ROI Guides Also Questioned
BLOOMINGTON, IL A rethinking of the “BlueSky” formula, used by automakers to judge performance of their dealers, has been urged by a veteran dealership CPA, Carl Woodward.
Based in mid-Illinois, Woodward in a year-end report calls on dealers and automakers to reexamine the timeworn methods of assessing the “BlueSky goodwill” factor in scoring dealers’ performances.
The ROI factor, of course, is widely if not totally applied to decide dealer performances in selling stores or determining vehicle allotments.
Pulling no punches, Woodward raises these issues for dealers to contemplate:
- Multiples of earnings can be simplistic and inaccurate unless other factors are considered in the “BlueSky goodwill” analysis.
- For example, BlueSky calculated at eight times earnings results in a 12.5 percent pretax return on investment (ROI) based on the BlueSky amount alone. Woodward spices his findings on the ROI/BlueSky factor with the following examples:
- Reasonable dealer/general manager compensation should be paid to determine if a fair value is being paid for the facilities being used.
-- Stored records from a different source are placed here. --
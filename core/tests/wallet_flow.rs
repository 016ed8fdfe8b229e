//! End-to-end tests for the wallet against a mock Solana cluster.
//!
//! The mock is a real HTTP JSON-RPC server (axum on an ephemeral port)
//! that decodes submitted transactions, checks their signatures, and
//! moves lamports between accounts. The wallet talks to it through the
//! production `RpcClient`, so everything from the SDK's wire encoding to
//! confirmation polling is exercised.
//!
//! Each test gets its own server and its own on-disk database.

use std::collections::HashMap;
use std::sync::Arc;

use axum::{extract::State, routing::post, Json, Router};
use base64::engine::general_purpose::STANDARD;
use base64::Engine;
use parking_lot::RwLock;
use serde_json::{json, Value};
use solana_system_interface::instruction::SystemInstruction;

use cryptonow_core::config::{WalletConfig, AIRDROP_LAMPORTS, LAMPORTS_PER_SOL};
use cryptonow_core::crypto::address::{Address, SYSTEM_PROGRAM_ID};
use cryptonow_core::crypto::keys::{TxSignature, WalletKeypair};
use cryptonow_core::crypto::mnemonic::{generate_mnemonic, mnemonic_to_seed, RecoveryPhrase};
use cryptonow_core::rpc::RpcError;
use cryptonow_core::storage::{TransferKind, TransferStatus, WalletDb};
use cryptonow_core::transaction::Transaction;
use cryptonow_core::{Chain, WalletError, WalletStore};

// ---------------------------------------------------------------------------
// Mock Cluster
// ---------------------------------------------------------------------------

const BLOCKHASH: &str = "EkSnNWid2cvwEVnVx9aBqawnmiCNiDgp3gUdkDPTKN1N";

#[derive(Default)]
struct MockCluster {
    balances: HashMap<String, u64>,
    /// Signatures the cluster has seen, all executed successfully.
    landed: Vec<String>,
    slot: u64,
    airdrop_counter: u8,
}

type SharedCluster = Arc<RwLock<MockCluster>>;

fn ok(id: &Value, result: Value) -> Json<Value> {
    Json(json!({"jsonrpc": "2.0", "result": result, "id": id}))
}

fn err(id: &Value, code: i64, message: &str) -> Json<Value> {
    Json(json!({"jsonrpc": "2.0", "error": {"code": code, "message": message}, "id": id}))
}

/// `(from, to, lamports)` of a single system transfer.
fn decode_transfer(tx: &Transaction) -> Option<(Address, Address, u64)> {
    let keys = &tx.message.account_keys;
    let ix = tx.message.instructions.first()?;
    if *keys.get(ix.program_id_index as usize)? != SYSTEM_PROGRAM_ID {
        return None;
    }
    let SystemInstruction::Transfer { lamports } = bincode::deserialize(&ix.data).ok()? else {
        return None;
    };
    let from = *keys.get(*ix.accounts.first()? as usize)?;
    let to = *keys.get(*ix.accounts.get(1)? as usize)?;
    Some((from, to, lamports))
}

async fn rpc_handler(State(cluster): State<SharedCluster>, Json(req): Json<Value>) -> Json<Value> {
    let mut c = cluster.write();
    c.slot += 1;
    let slot = c.slot;
    let id = req["id"].clone();
    let method = req["method"].as_str().unwrap_or_default();
    let params = req["params"].as_array().cloned().unwrap_or_default();
    let str_param = |i: usize| params.get(i).and_then(Value::as_str).unwrap_or_default().to_string();

    match method {
        "getVersion" => ok(&id, json!({"solana-core": "2.2.0", "feature-set": 0})),
        "getBalance" => {
            let balance = c.balances.get(&str_param(0)).copied().unwrap_or(0);
            ok(&id, json!({"context": {"slot": slot}, "value": balance}))
        }
        "getLatestBlockhash" => ok(
            &id,
            json!({"context": {"slot": slot}, "value": {"blockhash": BLOCKHASH, "lastValidBlockHeight": slot + 150}}),
        ),
        "sendTransaction" => {
            let decoded = STANDARD
                .decode(str_param(0))
                .ok()
                .and_then(|bytes| bincode::deserialize::<Transaction>(&bytes).ok());
            let Some(tx) = decoded else {
                return err(&id, -32602, "invalid transaction: failed to deserialize");
            };
            if tx.verify().is_err() {
                return err(&id, -32003, "Transaction signature verification failure");
            }
            if tx.message.recent_blockhash.to_string() != BLOCKHASH {
                return err(&id, -32002, "Blockhash not found");
            }
            let Some((from, to, lamports)) = decode_transfer(&tx) else {
                return err(&id, -32602, "unsupported instruction");
            };
            let from = from.to_string();
            let available = c.balances.get(&from).copied().unwrap_or(0);
            if available < lamports {
                return err(
                    &id,
                    -32002,
                    "Transaction simulation failed: Attempt to debit an account but found no record of a prior credit.",
                );
            }
            *c.balances.entry(from).or_default() -= lamports;
            *c.balances.entry(to.to_string()).or_default() += lamports;

            let sig = tx.signatures[0].to_string();
            c.landed.push(sig.clone());
            ok(&id, json!(sig))
        }
        "requestAirdrop" => {
            let lamports = params.get(1).and_then(Value::as_u64).unwrap_or(0);
            *c.balances.entry(str_param(0)).or_default() += lamports;
            c.airdrop_counter += 1;
            let sig = TxSignature::from([c.airdrop_counter; 64]).to_string();
            c.landed.push(sig.clone());
            ok(&id, json!(sig))
        }
        "getSignatureStatuses" => {
            let wanted: Vec<String> = params
                .first()
                .and_then(Value::as_array)
                .map(|a| a.iter().filter_map(|v| v.as_str().map(String::from)).collect())
                .unwrap_or_default();
            let statuses: Vec<Value> = wanted
                .iter()
                .map(|sig| {
                    if c.landed.contains(sig) {
                        json!({
                            "slot": slot,
                            "confirmations": 1,
                            "status": {"Ok": null},
                            "err": null,
                            "confirmationStatus": "confirmed",
                        })
                    } else {
                        Value::Null
                    }
                })
                .collect();
            ok(&id, json!({"context": {"slot": slot}, "value": statuses}))
        }
        _ => err(&id, -32601, "Method not found"),
    }
}

/// Starts the mock cluster and returns its URL and shared state.
async fn spawn_cluster() -> (String, SharedCluster) {
    let cluster: SharedCluster = Arc::new(RwLock::new(MockCluster::default()));
    let app = Router::new()
        .route("/", post(rpc_handler))
        .with_state(Arc::clone(&cluster));

    let listener = tokio::net::TcpListener::bind("127.0.0.1:0")
        .await
        .expect("bind mock cluster");
    let addr = listener.local_addr().expect("local addr");
    tokio::spawn(async move {
        axum::serve(listener, app).await.expect("mock cluster");
    });
    (format!("http://{addr}"), cluster)
}

fn config_for(url: &str) -> WalletConfig {
    WalletConfig {
        rpc_url: Some(url.to_string()),
        confirmation_timeout_ms: 5_000,
        poll_interval_ms: 20,
        ..WalletConfig::default()
    }
}

fn balance_on(cluster: &SharedCluster, address: &Address) -> u64 {
    cluster
        .read()
        .balances
        .get(&address.to_string())
        .copied()
        .unwrap_or(0)
}

// ---------------------------------------------------------------------------
// Tests
// ---------------------------------------------------------------------------

#[tokio::test]
async fn create_airdrop_send_and_reload() {
    let (url, cluster) = spawn_cluster().await;
    let dir = tempfile::tempdir().expect("tempdir");
    let db_path = dir.path().join("db");

    let store = WalletStore::new(
        WalletDb::open(&db_path).expect("open db"),
        Chain::connect(config_for(&url)),
    );

    // Onboarding.
    let phrase = store.create_wallet().await.expect("create wallet");
    assert_eq!(phrase.word_count(), 24);
    let me = store.snapshot().public_key.expect("address");

    // Faucet.
    assert!(store.request_airdrop().await.expect("airdrop"));
    assert_eq!(balance_on(&cluster, &me), AIRDROP_LAMPORTS);
    assert_eq!(store.refresh_balance().await.unwrap(), AIRDROP_LAMPORTS);

    // Send a quarter SOL.
    let friend = WalletKeypair::generate().address();
    let sig = store
        .send_transaction(&friend.to_string(), LAMPORTS_PER_SOL / 4)
        .await
        .expect("send");
    assert!(cluster.read().landed.contains(&sig.to_string()));
    assert_eq!(balance_on(&cluster, &friend), LAMPORTS_PER_SOL / 4);
    assert_eq!(
        store.refresh_balance().await.unwrap(),
        AIRDROP_LAMPORTS - LAMPORTS_PER_SOL / 4
    );

    let history = store.transactions().unwrap();
    assert_eq!(history.len(), 2);
    assert!(history.iter().all(|r| r.status == TransferStatus::Confirmed));
    let send = history
        .iter()
        .find(|r| r.kind == TransferKind::Send)
        .expect("send record");
    assert_eq!(send.signature, sig);
    assert_eq!(send.to, friend);
    assert_eq!(send.from, Some(me));

    // Restart: a fresh store over the same database picks the wallet up.
    drop(store);
    let store = WalletStore::new(
        WalletDb::open(&db_path).expect("reopen db"),
        Chain::connect(config_for(&url)),
    );
    assert!(store.load_wallet().await.unwrap());
    let state = store.snapshot();
    assert_eq!(state.public_key, Some(me));
    assert_eq!(state.mnemonic.as_ref(), Some(&phrase));
    assert_eq!(state.balance, AIRDROP_LAMPORTS - LAMPORTS_PER_SOL / 4);
    assert!(state.error.is_none());
}

#[tokio::test]
async fn cluster_rejection_surfaces_as_rpc_error() {
    let (url, _cluster) = spawn_cluster().await;
    let chain = Chain::connect(config_for(&url));

    let seed = mnemonic_to_seed(&generate_mnemonic());
    let me = WalletKeypair::account_from_seed(seed.as_str()).unwrap().address();

    let err = chain
        .submit_transfer(&seed, &me, &Address::new_from_array([3; 32]), 1)
        .await
        .unwrap_err();
    match err {
        WalletError::Rpc(RpcError::Server { code, message }) => {
            assert_eq!(code, -32002);
            assert!(message.contains("simulation failed"));
        }
        other => panic!("unexpected error: {other:?}"),
    }
}

#[tokio::test]
async fn stale_cached_balance_is_caught_by_cluster() {
    let (url, cluster) = spawn_cluster().await;
    let dir = tempfile::tempdir().unwrap();
    let store = WalletStore::new(
        WalletDb::open(dir.path()).unwrap(),
        Chain::connect(config_for(&url)),
    );
    store.create_wallet().await.unwrap();
    let me = store.snapshot().public_key.unwrap();

    cluster.write().balances.insert(me.to_string(), LAMPORTS_PER_SOL);
    store.refresh_balance().await.unwrap();
    // Funds leave through another device.
    cluster.write().balances.insert(me.to_string(), 0);

    let err = store
        .send_transaction(&Address::new_from_array([3; 32]).to_string(), LAMPORTS_PER_SOL / 2)
        .await
        .unwrap_err();
    assert!(matches!(err, WalletError::Rpc(RpcError::Server { .. })));
    let state = store.snapshot();
    assert!(state.error.is_some());
    assert!(!state.is_loading);
    assert!(store.transactions().unwrap().is_empty());
}

#[tokio::test]
async fn unreachable_cluster_records_error_on_load() {
    let dir = tempfile::tempdir().unwrap();
    let db = WalletDb::open(dir.path()).unwrap();

    // Create the wallet against a live cluster, then point at a dead port.
    let (url, _cluster) = spawn_cluster().await;
    let store = WalletStore::new(db.clone(), Chain::connect(config_for(&url)));
    store.create_wallet().await.unwrap();
    drop(store);

    let store = WalletStore::new(db, Chain::connect(config_for("http://127.0.0.1:9")));
    assert!(store.load_wallet().await.unwrap());
    let state = store.snapshot();
    assert!(state.is_loaded());
    assert!(state.error.unwrap().contains("network error"));
}

#[tokio::test]
async fn import_picks_up_existing_funds() {
    const PHRASE: &str =
        "abandon abandon abandon abandon abandon abandon abandon abandon abandon abandon abandon about";
    let (url, cluster) = spawn_cluster().await;
    let seed = mnemonic_to_seed(&RecoveryPhrase::parse(PHRASE).unwrap());
    let me = WalletKeypair::account_from_seed(seed.as_str()).unwrap().address();
    cluster.write().balances.insert(me.to_string(), 2 * LAMPORTS_PER_SOL);

    let dir = tempfile::tempdir().unwrap();
    let store = WalletStore::new(WalletDb::open(dir.path()).unwrap(), Chain::connect(config_for(&url)));
    assert_eq!(store.import_wallet(PHRASE).await.unwrap(), me);

    let state = store.snapshot();
    assert_eq!(state.known_balance(), Some(2 * LAMPORTS_PER_SOL));
    assert!(state.error.is_none());
}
- Despite income…depreciation and amortization expense…excess compensation to relatives or other employees of the dealership (should be reviewed)
- Woodward closes his broadside with a stunner: Take a BMW and Ford dealership of the same size and in the same town with reported profits of $2 million and “assume a multiple of eight for BMW and four for Ford. Why would someone pay $16 million BlueSky for BMW and only $8 million for Ford?” “The pretax ROI is quite different. While some brands do carry a premium, paying twice as much for one dealership over another where expected operational profits are the same is a large risk.”
Urging dealers to normalize ROI numbers, Woodward concludes his eye-opener. “But is Ford that less a value than BMW?”